Kremlin Press Secretary
- In office 20 July 1991 – 14 May 1992
- President: Boris Yeltsin
- Preceded by: Position established Vladimir Mezentsev as Yeltsin's Parliamentary Press Secretary
- Succeeded by: Vyacheslav Kostikov

Personal details
- Born: November 3, 1948 (age 77) Moscow, Soviet Union
- Education: Tashkent State University of Economics
- Awards: Medal of 13 January

= Pavel Voshchanov =

Pavel Igorevich Voshchanov (Павел Игоревич Вощанов; born November 3, 1948) is a Soviet and Russian journalist, who was one of the founders and political observer of Novaya Gazeta, and Kremlin Press Secretary to Boris Yeltsin from July 1991 to February 1992.

== Biography ==
He was born on November 3, 1948, in Moscow to a military family who served in East Germany from 1950 to 1963. After his father's death, he was transferred to the Uzbek SSR, where Voshchanov received a higher education in economics from the Tashkent Institute of National Economy (now the Tashkent State University of Economics). In 1976 he defended his dissertation for the degree of Candidate of Economic Sciences. In the 1980s, he worked in the management of the Scientific Research Institute for Construction Economics (NIIES) of State Committee for Construction, where he defended his doctoral dissertation in 1984.

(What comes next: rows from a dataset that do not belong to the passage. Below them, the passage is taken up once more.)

//! Rate limiting for the estimate endpoint.
//!
//! The limiter is an injected abstraction so deployments can back it with a
//! shared store. The bundled in-memory implementation keeps a per-process
//! map with a periodic sweep and is therefore only correct for
//! single-instance deployments; running more than one process multiplies the
//! effective limit by the process count.

use std::collections::HashMap;
use std::sync::Mutex;
use std::time::{Duration, Instant};

/// A fixed-window rate limiter.
pub trait RateLimiter: Send + Sync {
    /// Record a hit for `key` and return whether it is within the limit.
    fn check(&self, key: &str) -> bool;
}

/// A limiter that always allows; used when rate limiting is disabled.
pub struct NoopRateLimiter;

impl RateLimiter for NoopRateLimiter {
    fn check(&self, _key: &str) -> bool {
        true
    }
}

struct Window {
    started: Instant,
    count: u32,
}

/// Per-process fixed-window limiter.
pub struct InMemoryRateLimiter {
    max_requests: u32,
    window: Duration,
    hits: Mutex<HashMap<String, Window>>,
}

impl InMemoryRateLimiter {
    /// Create a limiter allowing `max_requests` per `window` per key.
    #[must_use]
    pub fn new(max_requests: u32, window: Duration) -> Self {
        Self {
            max_requests,
            window,
            hits: Mutex::new(HashMap::new()),
        }
    }

    /// Drop windows that have fully elapsed.
    ///
    /// # Panics
    ///
    /// Panics if the internal lock is poisoned, which only happens after a
    /// panic while holding it.
    pub fn sweep(&self) {
        let window = self.window;
        let now = Instant::now();
        let mut hits = self.hits.lock().expect("rate limiter lock poisoned");
        hits.retain(|_, w| now.duration_since(w.started) < window);
    }

    /// Number of tracked keys, for the sweeper's log line.
    ///
    /// # Panics
    ///
    /// Panics if the internal lock is poisoned.
    #[must_use]
    pub fn tracked_keys(&self) -> usize {
        self.hits.lock().expect("rate limiter lock poisoned").len()
    }
}

impl RateLimiter for InMemoryRateLimiter {
    fn check(&self, key: &str) -> bool {
        let now = Instant::now();
        let mut hits = self.hits.lock().expect("rate limiter lock poisoned");

        let window = hits.entry(key.to_string()).or_insert(Window {
            started: now,
            count: 0,
        });

        if now.duration_since(window.started) >= self.window {
            window.started = now;
            window.count = 0;
        }

        window.count += 1;
        window.count <= self.max_requests
    }
}

/// Spawn the periodic sweep for an in-memory limiter.
pub fn spawn_sweeper(limiter: std::sync::Arc<InMemoryRateLimiter>, every: Duration) {
    tokio::spawn(async move {
        let mut interval = tokio::time::interval(every);
        loop {
            interval.tick().await;
            limiter.sweep();
            tracing::debug!(tracked_keys = limiter.tracked_keys(), "Rate limiter swept");
        }
    });
}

After the reorganization of the institute in 1987 into the Institute of Construction Economics and Management, there was no place for Voshchanov; he became a research fellow at the Institute of Economics of the Soviet Academy of Sciences. Since 1989, he has been an economics columnist for Komsomolskaya Pravda.

In 1990 he was elected as a delegate to the 28th Congress of the Communist Party of the Soviet Union and a delegate to the founding congress of the Communist Party of the Russian Soviet Federative Socialist Republic. During the 1991 Soviet coup attempt, it was Voshchanov who held press conferences within the White House. In February 1992, due to growing personal disagreements with Yeltsin, he resigned.

In 1996, he received the Golden Pen of Russia award from the Union of Journalists of Russia for his work at Komsomolskaya Pravda. In the 1990s, he also served on the editorial board of the Tribuna newspaper, published in the weekly Delovoy Vtored (Business Tuesday), and headed Radio-1 in 1999. In 1995, 1998, and 1999, he ran unsuccessfully for the State Duma. He also ran unsuccessfully for the Moscow City Duma.